FFMI and FM/FFM may be a better predictor of functional outcomes in pre-frail older adults than BMI. Cut-off values for healthy BMI values and role of calf circumference as a screening tool for sarcopenia need to be validated in larger population. Health promotion intervention should focus on FFMI increment.
体重指数(BMI)是肥胖的一个不充分的指标,不能区分体脂肪量、去脂体重和脂肪组织的分布。本研究的目的有两个。首先,评估 BMI 与脂肪量指数(FMI)、去脂体重指数(FFMI)和脂肪量与去脂体重之比(FM/FFM)的横断面关系。其次,研究 FMI、FFMI 和 FM/FFM 与衰弱老年人的身体功能(包括肌少症)和认知的相关性。

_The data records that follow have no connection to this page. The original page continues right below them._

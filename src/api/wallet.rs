use axum::{extract::State, Json};
use serde::{Deserialize, Serialize};

use super::AppState;
use crate::error::Result;
use crate::models::{ApiResponse, SessionInfo, WalletKind};

#[derive(Debug, Deserialize)]
pub struct ConnectRequest {
    pub kind: WalletKind,
}

/// POST /api/v1/wallet/connect
pub async fn connect(
    State(state): State<AppState>,
    Json(req): Json<ConnectRequest>,
) -> Result<Json<ApiResponse<SessionInfo>>> {
    let info = state.sessions.connect(req.kind).await?;
    Ok(Json(ApiResponse::success(info)))
}

#[derive(Serialize)]
pub struct AddressResponse {
    pub address: Option<String>,
}

/// GET /api/v1/wallet/address
///
/// No session is a normal answer here, not an error.
pub async fn get_address(State(state): State<AppState>) -> Json<ApiResponse<AddressResponse>> {
    let address = state.sessions.get_address().await;
    Json(ApiResponse::success(AddressResponse { address }))
}

/// POST /api/v1/wallet/disconnect
pub async fn disconnect(State(state): State<AppState>) -> Json<ApiResponse<&'static str>> {
    state.sessions.disconnect().await;
    Json(ApiResponse::success("disconnected"))
}

#[derive(Serialize)]
pub struct KindEntry {
    pub kind: WalletKind,
    pub label: &'static str,
}

#[derive(Serialize)]
pub struct KindsResponse {
    pub host_mode: bool,
    pub kinds: Vec<KindEntry>,
}

/// GET /api/v1/wallet/kinds
pub async fn kinds(State(state): State<AppState>) -> Json<ApiResponse<KindsResponse>> {
    let kinds = state
        .sessions
        .available_kinds()
        .into_iter()
        .map(|kind| KindEntry {
            kind,
            label: kind.label(),
        })
        .collect();

    Json(ApiResponse::success(KindsResponse {
        host_mode: state.sessions.host_mode(),
        kinds,
    }))
}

这是一项横断面研究,纳入了 191 名年龄在 65 岁以上、57.1%为女性的衰弱前期参与者。收集了人口统计学、认知[蒙特利尔认知评估(MoCA)]、功能、衰弱、小腿围、握力(HGS)、简易体能状况量表(SPPB)和步态速度等数据。使用 InBody S10 测量身体成分。FMI、FFMI 和 FM/FFM 分为三分位(T1、T2、T3),T1 为最低分位,T3 为最高分位,并按 BMI 分层。
高 BMI 组中较高的 FFMI 和较低的 FM/FFM 与更好的功能结果相关。在正常 BMI 组中,低肌肉量的患病率较高。女性的 FMI 和 FM/FFM 显著较高,男性的 FFMI 显著较高,除 80 岁以上的男性外,FFMI 还存在显著的性别差异。FMI、FM/FMI 和 FFMI 的最高三分位的小腿围明显较小。FMI 和 FM/FFM 的最高三分位的肌少症性肥胖和低身体功能(HGS、步态速度和 SPPB 评分)的患病率明显较高。FFMI 最高三分位组的身体功能较高,MoCA 评分较高,肌少症性肥胖和肌少症的患病率较低。调整后,FFMI 的最高三分位与肌少症的低几率相关,尤其是在高 BMI 组。FM/FFM 的最高三分位与肌少症的高几率相关。较高的 BMI 与肌少症的低几率相关。
FFMI 和 FM/FFM 可能比 BMI 更能预测衰弱前期老年人的功能结局。需要在更大的人群中验证健康 BMI 值的临界值和小腿围作为肌少症筛查工具的作用。健康促进干预应侧重于 FFMI 的增加。